- TRY IT -
Examine each line of the data, and copy the ones containing "orange".

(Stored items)
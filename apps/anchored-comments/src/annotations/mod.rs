//! Annotation module
//!
//! The boundary through which annotation objects reach the annotator.
//!
//! # Features
//!
//! - Comment objects anchored to a character-offset range, with any other
//!   payload (author, body, timestamps) carried through untouched
//! - The [`Anchored`] trait, so callers can supply their own annotation types
//! - The in-progress selection, highlighted under [`NEW_COMMENT_ID`] until it
//!   is committed or cancelled
//! - Range collection per container, in a stable caller-defined order

mod collect;
mod types;

pub use collect::collect_ranges;
pub use types::{Anchored, Comment, PositionedSelectionRange, SelectionRange, NEW_COMMENT_ID};
//! Highlight rendering using html_escape for text and attribute values

use html_escape::{encode_double_quoted_attribute, encode_text};

use crate::config::{HighlightConfig, IDS_ATTRIBUTE};
use crate::node::{Element, Node, Segment};

/// Elements written without children or a closing tag
pub const VOID_ELEMENTS: &[&str] = &[
    "area", "base", "br", "col", "embed", "hr", "img", "input", "link", "meta", "source", "track",
    "wbr",
];

/// Whether `name` can be written as a tag or attribute name as-is
pub fn is_valid_name(name: &str) -> bool {
    !name.is_empty()
        && !name.chars().any(|c| {
            c.is_whitespace() || c.is_control() || matches!(c, '"' | '\'' | '<' | '>' | '/' | '=')
        })
}

/// Build the `span` element standing in for a styled unit
///
/// The span carries the primary id under the configured attribute, all
/// covering ids space-separated, and the background for its active state.
pub fn highlight_span(segment: &Segment, config: &HighlightConfig) -> Element {
    let mut span = Element::new("span")
        .with_attribute(
            "style",
            format!("background: {};", config.color_for(segment.active)),
        )
        .with_attribute(IDS_ATTRIBUTE, segment.range_ids.join(" "))
        .with_children(vec![Node::Text(segment.text.clone())]);

    if let Some(primary) = segment.primary_id() {
        span = span.with_attribute(config.id_attribute.clone(), primary);
    }
    if let Some(class) = &config.class_name {
        span = span.with_attribute("class", class.clone());
    }

    span
}

/// Replace every styled unit of `node` with its `span` element
pub fn lower_highlights(node: &Node, config: &HighlightConfig) -> Node {
    match node {
        Node::Highlight(segment) => Node::Element(highlight_span(segment, config)),
        Node::Element(element) => Node::Element(Element {
            tag: element.tag.clone(),
            attributes: element.attributes.clone(),
            children: lower_all(&element.children, config),
        }),
        Node::Collection(children) => Node::Collection(lower_all(children, config)),
        Node::Text(_) | Node::Opaque(_) => node.clone(),
    }
}

fn lower_all(children: &[Node], config: &HighlightConfig) -> Vec<Node> {
    children
        .iter()
        .map(|child| lower_highlights(child, config))
        .collect()
}

/// Serialize a tree to HTML
///
/// Opaque nodes have no markup of their own and are skipped.
pub fn render_html(node: &Node, config: &HighlightConfig) -> String {
    let mut out = String::new();
    write_node(node, config, &mut out);
    out
}

fn write_node(node: &Node, config: &HighlightConfig, out: &mut String) {
    match node {
        Node::Text(content) => out.push_str(&encode_text(content)),
        Node::Highlight(segment) => write_element(&highlight_span(segment, config), config, out),
        Node::Element(element) => write_element(element, config, out),
        Node::Collection(children) => {
            for child in children {
                write_node(child, config, out);
            }
        }
        Node::Opaque(_) => {}
    }
}

fn write_element(element: &Element, config: &HighlightConfig, out: &mut String) {
    if !is_valid_name(&element.tag) {
        // Keep the text, drop the wrapper
        tracing::warn!("Dropping element with invalid tag name {:?}", element.tag);
        for child in &element.children {
            write_node(child, config, out);
        }
        return;
    }

    out.push('<');
    out.push_str(&element.tag);
    for (name, value) in &element.attributes {
        if !is_valid_name(name) {
            tracing::warn!("Skipping invalid attribute name {:?} on <{}>", name, element.tag);
            continue;
        }
        out.push(' ');
        out.push_str(name);
        out.push_str("=\"");
        out.push_str(&encode_double_quoted_attribute(value));
        out.push('"');
    }
    out.push('>');

    if VOID_ELEMENTS.contains(&element.tag.as_str()) {
        return;
    }

    for child in &element.children {
        write_node(child, config, out);
    }

    out.push_str("</");
    out.push_str(&element.tag);
    out.push('>');
}

#[cfg(test)]
mod tests {
    use super::*;
    use crate::annotator::annotate;
    use crate::range::Range;
    use serde_json::json;

    fn config() -> HighlightConfig {
        HighlightConfig::default().with_colors("yellow", "orange")
    }

    #[test]
    fn test_render_single_highlight() {
        let tree = Node::element("p", vec![Node::text("Hello world")]);
        let annotated = annotate(&tree, &[Range::new("c1", 6, 11)], None);

        let html = render_html(&annotated, &config());
        assert_eq!(
            html,
            "<p>Hello <span data-comment-id=\"c1\" data-comment-ids=\"c1\" \
             style=\"background: yellow;\">world</span></p>"
        );
    }

    #[test]
    fn test_active_highlight_uses_active_color() {
        let tree = Node::text("abc");
        let annotated = annotate(
            &tree,
            &[Range::new("x", 0, 2), Range::new("y", 1, 3)],
            Some("y"),
        );

        let html = render_html(&annotated, &config());
        assert!(html.contains("data-comment-ids=\"x\" style=\"background: yellow;\">a<"));
        assert!(html.contains(
            "data-comment-id=\"x\" data-comment-ids=\"x y\" style=\"background: orange;\">b<"
        ));
        assert!(html.contains(
            "data-comment-id=\"y\" data-comment-ids=\"y\" style=\"background: orange;\">c<"
        ));
    }

    #[test]
    fn test_no_annotations() {
        let tree = Node::element("p", vec![Node::text("Hello world")]);
        let html = render_html(&annotate(&tree, &[], None), &config());
        assert_eq!(html, "<p>Hello world</p>");
    }

    #[test]
    fn test_escaping() {
        let tree = Node::Element(
            Element::new("a")
                .with_attribute("title", "say \"hi\"")
                .with_children(vec![Node::text("1 < 2 & 3")]),
        );

        let html = render_html(&tree, &config());
        assert_eq!(html, "<a title=\"say &quot;hi&quot;\">1 &lt; 2 &amp; 3</a>");
    }

    #[test]
    fn test_invalid_names_are_not_written() {
        let tree = Node::Element(
            Element::new("p")
                .with_attribute("x onmouseover=alert(1) y", "v")
                .with_attribute("title", "ok")
                .with_children(vec![
                    Node::text("t"),
                    Node::element("img src=x onerror=alert(1)", vec![Node::text("u")]),
                ]),
        );

        let html = render_html(&tree, &config());
        assert_eq!(html, "<p title=\"ok\">tu</p>");
    }

    #[test]
    fn test_name_validation() {
        assert!(is_valid_name("data-comment-id"));
        assert!(is_valid_name("svg:rect"));
        assert!(!is_valid_name(""));
        assert!(!is_valid_name("a b"));
        assert!(!is_valid_name("a\"b"));
        assert!(!is_valid_name("a'b"));
        assert!(!is_valid_name("a>b"));
        assert!(!is_valid_name("a/b"));
        assert!(!is_valid_name("a=b"));
    }

    #[test]
    fn test_void_elements_and_opaque_nodes() {
        let tree = Node::element(
            "p",
            vec![
                Node::text("a"),
                Node::element("br", vec![]),
                Node::Opaque(json!({"type": "widget"})),
                Node::text("b"),
            ],
        );

        assert_eq!(render_html(&tree, &config()), "<p>a<br>b</p>");
    }

    #[test]
    fn test_lower_highlights_with_class() {
        let mut config = config();
        config.class_name = Some("mark".to_string());
        config.id_attribute = "data-annotation-id".to_string();

        let annotated = annotate(&Node::text("ab"), &[Range::new("n", 0, 1)], Some("n"));
        let lowered = lower_highlights(&annotated, &config);

        assert!(lowered.highlights().is_empty());
        let Node::Collection(children) = &lowered else {
            panic!("expected collection");
        };
        let Node::Element(span) = &children[0] else {
            panic!("expected span");
        };
        assert_eq!(span.tag, "span");
        assert_eq!(span.attribute("class"), Some("mark"));
        assert_eq!(span.attribute("data-annotation-id"), Some("n"));
        assert_eq!(span.attribute("style"), Some("background: orange;"));
        assert_eq!(span.children, vec![Node::text("a")]);
        assert_eq!(children[1], Node::text("b"));
    }
}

- SOLVED PROBLEM -
        HighlightConfig::default().with_colors("yellow", "orange")
            "data-comment-id=\"x\" data-comment-ids=\"x y\" style=\"background: orange;\">b<"
            "data-comment-id=\"y\" data-comment-ids=\"y\" style=\"background: orange;\">c<"
        assert_eq!(span.attribute("style"), Some("background: orange;"));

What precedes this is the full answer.